The dollar was up anyway, against all other currencies, although the move in other currencies was less pronounced (EUR was only down 0.26%, resulting in an overall advance in DXY of 0.34%). Canadian CPI came in at 12:30 in line with the estimated, and the loonie hardly moved. Gold was down in line, at one point (like GBP) giving up all the week’s gains, but then recovering slightly to close down 0.62%, a fourth weekly close under $1,200. Yields were also up in line, with the 10-year note registering its first ever weekly close above 3%.

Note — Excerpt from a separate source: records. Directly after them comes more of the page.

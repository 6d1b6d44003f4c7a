use futures::Stream;

use crate::domain::{Account, AccountId, Error, LedgerEvent, Transaction, TransactionId, Warning};

pub trait EventStream {
    type Events: Stream<Item = Result<LedgerEvent, Error>> + Send + Unpin + 'static;
    fn stream(&mut self) -> Self::Events;
}

/// Destination for rejected events and non-fatal warnings.
pub trait WarningSink {
    fn reject(&self, error: &Error);

    fn warn(&self, warning: &Warning);
}

pub trait LedgerRepository {
    fn open_account(&mut self, account: Account) -> Result<(), Error>;

    fn get_account(&self, account_id: &AccountId) -> Option<&Account>;

    fn get_account_mut(&mut self, account_id: &AccountId) -> Option<&mut Account>;

    /// Accounts ordered by id.
    fn accounts(&self) -> impl Iterator<Item = &Account>;

    fn record_transaction(&mut self, transaction: Transaction) -> Result<(), Error>;

    fn get_transaction(&self, transaction_id: TransactionId) -> Option<&Transaction>;

    /// Transactions in the order they were recorded.
    fn transactions(&self) -> impl Iterator<Item = &Transaction>;

    fn mark_settled(&mut self, purchase_id: TransactionId, payment_id: TransactionId);

    /// Unsettled purchases on `account_id`, oldest first.
    fn unsettled_purchases(&self, account_id: &AccountId) -> Vec<&Transaction>;
}
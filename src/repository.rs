use std::collections::hash_map::Entry;
use std::collections::{BTreeMap, HashMap};

use crate::domain::{Account, AccountId, Error, LedgerRepository, Transaction, TransactionId};

#[derive(Default, Debug)]
pub struct InMemoryLedger {
    accounts: BTreeMap<AccountId, Account>,
    ledger: Vec<Transaction>,
    index: HashMap<TransactionId, usize>,
}

impl InMemoryLedger {
    pub fn new() -> Self {
        Self::default()
    }
}

impl LedgerRepository for InMemoryLedger {
    fn open_account(&mut self, account: Account) -> Result<(), Error> {
        if self.accounts.contains_key(&account.id) {
            return Err(Error::DuplicateAccount(account.id));
        }
        self.accounts.insert(account.id.clone(), account);
        Ok(())
    }

    fn get_account(&self, account_id: &AccountId) -> Option<&Account> {
        self.accounts.get(account_id)
    }

    fn get_account_mut(&mut self, account_id: &AccountId) -> Option<&mut Account> {
        self.accounts.get_mut(account_id)
    }

    fn accounts(&self) -> impl Iterator<Item = &Account> {
        self.accounts.values()
    }

    fn record_transaction(&mut self, transaction: Transaction) -> Result<(), Error> {
        match self.index.entry(transaction.id) {
            Entry::Vacant(e) => {
                e.insert(self.ledger.len());
                self.ledger.push(transaction);
                Ok(())
            }
            Entry::Occupied(_) => Err(Error::DuplicateTransaction(transaction.id)),
        }
    }

    fn get_transaction(&self, transaction_id: TransactionId) -> Option<&Transaction> {
        self.index
            .get(&transaction_id)
            .and_then(|&position| self.ledger.get(position))
    }

    fn transactions(&self) -> impl Iterator<Item = &Transaction> {
        self.ledger.iter()
    }

    fn mark_settled(&mut self, purchase_id: TransactionId, payment_id: TransactionId) {
        if let Some(&position) = self.index.get(&purchase_id) {
            self.ledger[position].settled_by = Some(payment_id);
        }
    }

    fn unsettled_purchases(&self, account_id: &AccountId) -> Vec<&Transaction> {
        let mut purchases: Vec<&Transaction> = self
            .ledger
            .iter()
            .filter(|tx| tx.is_unsettled_purchase() && &tx.account == account_id)
            .collect();
        // stable, so same-day purchases keep their recording order
        purchases.sort_by_key(|tx| tx.date);
        purchases
    }
}
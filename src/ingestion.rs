use std::io::Read;
use std::pin::Pin;

use chrono::NaiveDate;
use futures::stream::{self, Stream};
use serde::Deserialize;

use crate::domain::{
    AccountId, AccountKind, Error, EventStream, LedgerEvent, Money, OpenAccount, Posting,
    PostingKind, SharedSplit, TransactionId,
};

pub struct CsvReader<R: Read> {
    reader: Option<csv::Reader<R>>,
}

impl<R: Read> CsvReader<R> {
    pub fn new(reader: R) -> Self {
        let rdr = csv::ReaderBuilder::new()
            .trim(csv::Trim::All)
            .flexible(true)
            .from_reader(reader);

        Self { reader: Some(rdr) }
    }
}

/// Internal shape used only for CSV deserialization.
#[derive(Debug, Deserialize)]
struct CsvRow {
    #[serde(rename = "type")]
    kind: String,
    #[serde(default)]
    tx: Option<TransactionId>,
    #[serde(default)]
    account: Option<String>,
    #[serde(default)]
    source: Option<String>,
    #[serde(default)]
    amount: Option<Money>,
    #[serde(default)]
    date: Option<NaiveDate>,
    #[serde(default)]
    category: Option<String>,
    #[serde(default)]
    settles: Option<String>,
    #[serde(default)]
    shared: Option<String>,
}

const EVENT_TYPES: [&str; 7] = [
    "asset",
    "liability",
    "income",
    "expense",
    "purchase",
    "payment",
    "transfer",
];

/// Rows whose amount can be split between participants; income is a refund.
const SHAREABLE_TYPES: [&str; 3] = ["income", "expense", "purchase"];

impl CsvRow {
    fn required<T>(value: Option<T>, field: &str, kind: &str) -> Result<T, Error> {
        value.ok_or_else(|| Error::Ingestion(format!("{} row is missing {}", kind, field)))
    }
}

fn parse_settles(raw: Option<&str>) -> Result<Vec<TransactionId>, Error> {
    raw.unwrap_or_default()
        .split(';')
        .map(str::trim)
        .filter(|id| !id.is_empty())
        .map(|id| {
            id.parse::<TransactionId>()
                .map_err(|_| Error::Ingestion(format!("Invalid settled transaction id: {}", id)))
        })
        .collect()
}

/// `name` or `name:amount` entries separated by `;`.
fn parse_shared(raw: Option<&str>) -> Result<Vec<SharedSplit>, Error> {
    raw.unwrap_or_default()
        .split(';')
        .map(str::trim)
        .filter(|entry| !entry.is_empty())
        .map(|entry| {
            let invalid = || Error::Ingestion(format!("Invalid shared split: {}", entry));
            let (name, amount) = match entry.split_once(':') {
                Some((name, amount)) => (
                    name.trim(),
                    Some(Money::from_decimal_str(amount).ok_or_else(invalid)?),
                ),
                None => (entry, None),
            };
            if name.is_empty() {
                return Err(invalid());
            }
            Ok(SharedSplit {
                name: name.to_string(),
                amount,
            })
        })
        .collect()
}

impl TryFrom<CsvRow> for LedgerEvent {
    type Error = Error;

    fn try_from(row: CsvRow) -> Result<Self, Self::Error> {
        let kind = row.kind.trim().to_ascii_lowercase();
        if !EVENT_TYPES.contains(&kind.as_str()) {
            return Err(Error::Ingestion(format!("Invalid event type: {}", kind)));
        }
        let shared = parse_shared(row.shared.as_deref())?;
        if !shared.is_empty() && !SHAREABLE_TYPES.contains(&kind.as_str()) {
            return Err(Error::Ingestion(format!("{} row cannot be shared", kind)));
        }

        let account = CsvRow::required(
            row.account.filter(|name| !name.is_empty()),
            "account",
            &kind,
        )
        .map(AccountId::new)?;

        let account_kind = match kind.as_str() {
            "asset" => Some(AccountKind::Asset),
            "liability" => Some(AccountKind::Liability),
            _ => None,
        };
        if let Some(account_kind) = account_kind {
            return Ok(LedgerEvent::Open(OpenAccount {
                account,
                kind: account_kind,
                label: row.category.unwrap_or_default(),
                opening_balance: row.amount.unwrap_or(Money::ZERO),
            }));
        }

        let posting_kind = match kind.as_str() {
            "income" => PostingKind::Income,
            "expense" => PostingKind::Expense,
            "purchase" => PostingKind::Purchase,
            "payment" => PostingKind::Payment {
                from: AccountId(CsvRow::required(row.source, "source", &kind)?),
                settles: parse_settles(row.settles.as_deref())?,
            },
            "transfer" => PostingKind::Transfer {
                from: AccountId(CsvRow::required(row.source, "source", &kind)?),
            },
            other => return Err(Error::Ingestion(format!("Invalid event type: {}", other))),
        };

        Ok(LedgerEvent::Post(Posting {
            tx: CsvRow::required(row.tx, "tx", &kind)?,
            kind: posting_kind,
            account,
            amount: CsvRow::required(row.amount, "amount", &kind)?,
            date: CsvRow::required(row.date, "date", &kind)?,
            category: row.category.unwrap_or_default(),
            shared,
        }))
    }
}

impl<R: Read + Send + 'static> EventStream for CsvReader<R> {
    type Events = Pin<Box<dyn Stream<Item = Result<LedgerEvent, Error>> + Send>>;

    fn stream(&mut self) -> Self::Events {
        // Take ownership of the reader so the iterator we build owns all data and is 'static.
        let reader = match self.reader.take() {
            Some(r) => r,
            None => {
                // Already consumed; return an empty stream.
                return Box::pin(stream::iter(Vec::<Result<LedgerEvent, Error>>::new()));
            }
        };

        let iter = reader
            .into_deserialize::<CsvRow>()
            .map(|row_res| match row_res {
                Ok(row) => LedgerEvent::try_from(row),
                Err(e) => Err(Error::Ingestion(format!(
                    "CSV deserialization error: {}",
                    e
                ))),
            });

        Box::pin(stream::iter(iter))
    }
}

#[cfg(test)]
mod tests {
    use futures::StreamExt;

    use super::*;

    async fn read(input: &'static str) -> Vec<Result<LedgerEvent, Error>> {
        CsvReader::new(input.as_bytes()).stream().collect().await
    }

    #[tokio::test]
    async fn parses_every_event_type() {
        let events = read(
            "type, tx, account, source, amount, date, category, settles\n\
             asset, , checking, , 1000, , Checking,\n\
             liability, , visa, , , , Visa card,\n\
             income, 1, checking, , 2500.00, 2026-01-01, Salary,\n\
             expense, 2, checking, , 40.10, 2026-01-02, Groceries,\n\
             purchase, 3, visa, , 50, 2026-01-03, Dining,\n\
             payment, 4, visa, checking, 50, 2026-01-20, Credit card bill, 3;5\n\
             transfer, 5, savings, checking, 200, 2026-01-05, Savings,\n",
        )
        .await;
        assert_eq!(events.len(), 7);

        match &events[1] {
            Ok(LedgerEvent::Open(open)) => {
                assert_eq!(open.kind, AccountKind::Liability);
                assert_eq!(open.opening_balance, Money::ZERO);
                assert_eq!(open.label, "Visa card");
            }
            other => panic!("unexpected {:?}", other),
        }
        match &events[5] {
            Ok(LedgerEvent::Post(Posting {
                kind: PostingKind::Payment { from, settles },
                account,
                amount,
                ..
            })) => {
                assert_eq!(from, &AccountId::new("checking"));
                assert_eq!(account, &AccountId::new("visa"));
                assert_eq!(settles, &vec![3, 5]);
                assert_eq!(*amount, Money::from(50));
            }
            other => panic!("unexpected {:?}", other),
        }
        match &events[6] {
            Ok(LedgerEvent::Post(posting)) => {
                assert!(matches!(posting.kind, PostingKind::Transfer { .. }));
                assert_eq!(posting.date, NaiveDate::from_ymd_opt(2026, 1, 5).unwrap());
            }
            other => panic!("unexpected {:?}", other),
        }
    }

    #[tokio::test]
    async fn short_and_malformed_rows_become_errors() {
        let events = read(
            "type,tx,account,source,amount,date,category,settles\n\
             refund,1,checking,,5,2026-01-01,,\n\
             payment,2,visa,,5,2026-01-01,,\n\
             income,3,checking,,abc,2026-01-01,,\n\
             income,4,checking\n\
             payment,5,visa,checking,5,2026-01-01,,x\n\
             expense,6,checking,,5,2026-01-01\n",
        )
        .await;

        let messages: Vec<String> = events
            .iter()
            .take(5)
            .map(|event| event.as_ref().unwrap_err().to_string())
            .collect();
        assert!(messages[0].contains("Invalid event type: refund"));
        assert!(messages[1].contains("payment row is missing source"));
        assert!(messages[2].contains("CSV deserialization error"));
        assert!(messages[3].contains("income row is missing amount"));
        assert!(messages[4].contains("Invalid settled transaction id: x"));
        assert!(events[5].is_ok());
    }

    #[tokio::test]
    async fn reads_shared_splits() {
        let events = read(
            "type,tx,account,source,amount,date,category,settles,shared\n\
             purchase,1,visa,,30,2026-01-03,Dining,,ana:12.50; ben ;cy\n\
             income,2,checking,,10,2026-01-04,Dining,,ana\n\
             payment,3,visa,checking,30,2026-01-20,,,ana\n\
             expense,4,checking,,5,2026-01-05,,,ana:x\n\
             expense,5,checking,,5,2026-01-05,,,:5\n\
             expense,6,checking,,5,2026-01-05,,\n",
        )
        .await;

        match &events[0] {
            Ok(LedgerEvent::Post(posting)) => assert_eq!(
                posting.shared,
                vec![
                    SharedSplit {
                        name: "ana".to_string(),
                        amount: Some(Money::from_decimal_str("12.5").unwrap()),
                    },
                    SharedSplit {
                        name: "ben".to_string(),
                        amount: None,
                    },
                    SharedSplit {
                        name: "cy".to_string(),
                        amount: None,
                    },
                ]
            ),
            other => panic!("unexpected {:?}", other),
        }
        assert!(matches!(&events[1], Ok(LedgerEvent::Post(posting)) if posting.shared.len() == 1));

        let message = |index: usize| events[index].as_ref().unwrap_err().to_string();
        assert!(message(2).contains("payment row cannot be shared"));
        assert!(message(3).contains("Invalid shared split: ana:x"));
        assert!(message(4).contains("Invalid shared split: :5"));
        assert!(matches!(&events[5], Ok(LedgerEvent::Post(posting)) if posting.shared.is_empty()));
    }

    #[tokio::test]
    async fn amounts_past_the_limit_are_rejected() {
        let events = read(
            "type,tx,account,source,amount,date,category,settles\n\
             asset,,checking,,79228162514264337593543950335,,,\n\
             income,1,checking,,1000000000000000,2026-01-01,,\n\
             income,2,checking,,999999999999999.99,2026-01-01,,\n",
        )
        .await;

        assert!(events[0].as_ref().unwrap_err().to_string().contains("CSV deserialization error"));
        assert!(events[1].is_err());
        assert!(events[2].is_ok());
    }

    #[tokio::test]
    async fn stream_can_only_be_taken_once() {
        let mut reader = CsvReader::new("type,tx,account\n".as_bytes());
        assert!(reader.stream().collect::<Vec<_>>().await.is_empty());
        assert!(reader.stream().next().await.is_none());
    }
}
use std::collections::BTreeMap;
use std::io;

use chrono::NaiveDate;
use serde::Serialize;

use crate::billing::BillingCycle;
use crate::config::{Config, ReportKind};
use crate::domain::{AccountKind, Error, LedgerRepository, Money};
use crate::shared;

pub const UNCATEGORIZED: &str = "Uncategorized";

#[derive(Debug, Clone, Copy, PartialEq, Eq, Serialize)]
pub struct NetWorth {
    pub assets: Money,
    pub liabilities: Money,
    pub net_worth: Money,
}

impl NetWorth {
    pub fn of<R: LedgerRepository>(repository: &R) -> Self {
        let mut assets = Money::ZERO;
        let mut liabilities = Money::ZERO;
        for account in repository.accounts() {
            match account.kind {
                AccountKind::Asset => assets += account.balance,
                AccountKind::Liability => liabilities += account.balance,
            }
        }

        Self {
            assets,
            liabilities,
            net_worth: assets - liabilities,
        }
    }
}

#[derive(Debug, Serialize)]
struct BalanceRow<'a> {
    account: &'a str,
    kind: &'static str,
    label: &'a str,
    opening: Money,
    balance: Money,
}

#[derive(Debug, Clone, PartialEq, Eq, Serialize)]
pub struct CategoryTotal {
    pub category: String,
    pub total: Money,
}

/// Spending per category. Payments and transfers are not spending, so a
/// card purchase shows up here once even after it has been paid off.
pub fn category_totals<R: LedgerRepository>(repository: &R) -> Vec<CategoryTotal> {
    let mut totals: BTreeMap<&str, Money> = BTreeMap::new();
    for tx in repository.transactions().filter(|tx| tx.is_spending()) {
        let category = if tx.category.is_empty() {
            UNCATEGORIZED
        } else {
            tx.category.as_str()
        };
        *totals.entry(category).or_default() += tx.amount;
    }

    totals
        .into_iter()
        .map(|(category, total)| CategoryTotal {
            category: category.to_string(),
            total,
        })
        .collect()
}

#[derive(Debug, Clone, PartialEq, Eq, Serialize)]
pub struct CardDebt {
    pub account: String,
    pub balance: Money,
    /// Purchases no payment has settled yet.
    pub unsettled: Money,
    /// Unsettled purchases made in the cycle containing the as-of date.
    pub current: Money,
    /// Unsettled purchases from earlier cycles.
    pub due: Money,
}

pub fn outstanding_debt<R: LedgerRepository>(
    repository: &R,
    statement_day: u32,
    as_of: Option<NaiveDate>,
) -> Result<Vec<CardDebt>, Error> {
    let as_of = as_of.or_else(|| repository.transactions().map(|tx| tx.date).max());
    let cycle = as_of
        .map(|date| BillingCycle::containing(date, statement_day))
        .transpose()?;

    let mut rows = Vec::new();
    for account in repository
        .accounts()
        .filter(|account| account.kind == AccountKind::Liability)
    {
        let mut row = CardDebt {
            account: account.id.to_string(),
            balance: account.balance,
            unsettled: Money::ZERO,
            current: Money::ZERO,
            due: Money::ZERO,
        };
        for purchase in repository.unsettled_purchases(&account.id) {
            row.unsettled += purchase.amount;
            match cycle {
                Some(cycle) if purchase.date < cycle.start => row.due += purchase.amount,
                Some(cycle) if cycle.contains(purchase.date) => row.current += purchase.amount,
                _ => {}
            }
        }
        rows.push(row);
    }
    Ok(rows)
}

/// Writes the report selected in `config` as CSV.
pub fn write<R, O>(repository: &R, config: &Config, out: O) -> Result<(), Error>
where
    R: LedgerRepository,
    O: io::Write,
{
    let mut writer = csv::WriterBuilder::new()
        .has_headers(false)
        .from_writer(out);

    match config.report {
        ReportKind::Balances => {
            writer.write_record(["account", "kind", "label", "opening", "balance"])?;
            for account in repository.accounts() {
                writer.serialize(BalanceRow {
                    account: account.id.as_str(),
                    kind: account.kind.as_str(),
                    label: &account.label,
                    opening: account.opening_balance,
                    balance: account.balance,
                })?;
            }
        }
        ReportKind::NetWorth => {
            writer.write_record(["assets", "liabilities", "net_worth"])?;
            writer.serialize(NetWorth::of(repository))?;
        }
        ReportKind::Categories => {
            writer.write_record(["category", "total"])?;
            for row in category_totals(repository) {
                writer.serialize(row)?;
            }
        }
        ReportKind::Debt => {
            writer.write_record(["account", "balance", "unsettled", "current", "due"])?;
            for row in outstanding_debt(repository, config.statement_day, config.as_of)? {
                writer.serialize(row)?;
            }
        }
        ReportKind::Shared => {
            writer.write_record(["participant", "owed"])?;
            let rows = shared::summarize(
                repository,
                config.participant.as_deref(),
                config.category.as_deref(),
            );
            for row in rows {
                writer.serialize(row)?;
            }
        }
    }

    writer.flush()?;
    Ok(())
}
use std::iter::Sum;
use std::ops::{Add, AddAssign, Sub, SubAssign};
use std::str::FromStr;

use rust_decimal::{Decimal, RoundingStrategy};
use serde::{Deserialize, Deserializer, Serialize, Serializer};

/// Monetary amount held at a fixed number of decimal places.
///
/// Parsed amounts and ledger balances stay below `MAX_UNITS` in magnitude,
/// which keeps report sums far inside the range of `Decimal`.
#[derive(Debug, Clone, Copy, Default, PartialEq, Eq, PartialOrd, Ord, Hash)]
pub struct Money(Decimal);

impl Money {
    pub const DECIMALS: u32 = 2;
    pub const ZERO: Money = Money(Decimal::ZERO);
    /// Exclusive bound on the magnitude of any amount or balance.
    pub const MAX_UNITS: i64 = 1_000_000_000_000_000;

    /// Normalizes to `DECIMALS` places, ties go to the even neighbour.
    pub fn new(value: Decimal) -> Self {
        Self(value.round_dp_with_strategy(Self::DECIMALS, RoundingStrategy::MidpointNearestEven))
    }

    pub fn is_positive(&self) -> bool {
        self.0 > Decimal::ZERO
    }

    pub fn is_negative(&self) -> bool {
        self.0 < Decimal::ZERO
    }

    pub fn abs(self) -> Self {
        Self(self.0.abs())
    }

    fn bounded(value: Decimal) -> Option<Self> {
        let money = Self::new(value);
        (money.0.abs() < Decimal::from(Self::MAX_UNITS)).then_some(money)
    }

    /// `None` for blank, malformed or out of range input.
    pub fn from_decimal_str(s: &str) -> Option<Self> {
        let s = s.trim();
        if s.is_empty() {
            return None;
        }
        Decimal::from_str(s).ok().and_then(Self::bounded)
    }

    pub fn checked_add(self, rhs: Money) -> Option<Money> {
        self.0.checked_add(rhs.0).and_then(Self::bounded)
    }

    pub fn checked_sub(self, rhs: Money) -> Option<Money> {
        self.0.checked_sub(rhs.0).and_then(Self::bounded)
    }

    /// Even share of `self` across `parts`, rounded like any other amount.
    /// Zero parts get nothing.
    pub fn split(self, parts: usize) -> Money {
        self.0
            .checked_div(Decimal::from(parts))
            .map(Self::new)
            .unwrap_or(Money::ZERO)
    }
}

impl From<i64> for Money {
    fn from(value: i64) -> Self {
        Self::new(Decimal::from(value))
    }
}

impl Add for Money {
    type Output = Money;

    fn add(self, rhs: Money) -> Money {
        Money(self.0 + rhs.0)
    }
}

impl AddAssign for Money {
    fn add_assign(&mut self, rhs: Money) {
        self.0 += rhs.0;
    }
}

impl Sub for Money {
    type Output = Money;

    fn sub(self, rhs: Money) -> Money {
        Money(self.0 - rhs.0)
    }
}

impl SubAssign for Money {
    fn sub_assign(&mut self, rhs: Money) {
        self.0 -= rhs.0;
    }
}

impl Sum for Money {
    fn sum<I: Iterator<Item = Money>>(iter: I) -> Money {
        iter.fold(Money::ZERO, Add::add)
    }
}

impl<'a> Sum<&'a Money> for Money {
    fn sum<I: Iterator<Item = &'a Money>>(iter: I) -> Money {
        iter.copied().sum()
    }
}

impl core::fmt::Display for Money {
    fn fmt(&self, f: &mut core::fmt::Formatter<'_>) -> core::fmt::Result {
        // zero never prints with a sign
        let mut value = if self.0.is_zero() {
            Decimal::ZERO
        } else {
            self.0
        };
        value.rescale(Self::DECIMALS);
        write!(f, "{}", value)
    }
}

impl Serialize for Money {
    fn serialize<S>(&self, serializer: S) -> Result<S::Ok, S::Error>
    where
        S: Serializer,
    {
        serializer.collect_str(self)
    }
}

impl<'de> Deserialize<'de> for Money {
    fn deserialize<D>(deserializer: D) -> Result<Self, D::Error>
    where
        D: Deserializer<'de>,
    {
        let s = String::deserialize(deserializer)?;
        Money::from_decimal_str(&s)
            .ok_or_else(|| serde::de::Error::custom(format!("Invalid Money format: {}", s)))
    }
}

Please note all figures and percentages given for daily movement on indices cover the entire cash and futures period in that day.


WEEKLY PRICE MOVEMENT

The dollar fade continued in earnest this week, with DXY down 0.75%. It would have been more except for the sharp GBP pullback on Friday. Only JPY retreated, so the best buy of the week was NZDJPY, which ironically was the best sell two weeks ago. Foreign indices outperformed the US this week, with NKY winning for a second week, helped by JPY weakness. Cryptos finally had a good week, whereas the FAANG stocks were slightly negative for once.

AUDUSD 0.7296 (+2.03%)
EURGBP 0.9003 (+1.13%)
EURUSD 1.1769 (+1.15%)
GBPUSD 1.3073 (+0.02%)
NZDUSD 0.6685 (+2.06%)
USDCAD 1.2931 (-0.89%)
USDJPY 112.57 (+0.46%)
DAX     12409 (+2.35%)
FTSE     7478 (+2.30%)
NIFTY   11143 (-3.23%)
NKY     23866 (+2.68%)
SPX    2927.4 (+0.73%)
GOLD  1199.66 (+0.51%)
OIL     70.69 (+2.51%)
BTCUSD   6755 (+4.29%)
ETHUSD 247.78 (+18.85%)
FB     162.93 (+0.38%)
AAPL   217.66 (-2.76%)
AMZN  1915.01 (-2.80%)
NFLX   361.19 (-0.92%)
GOOGL 1172.12 (-0.50%)

(Crypto prices are given as at 0000GMT Saturday, after the other markets close.)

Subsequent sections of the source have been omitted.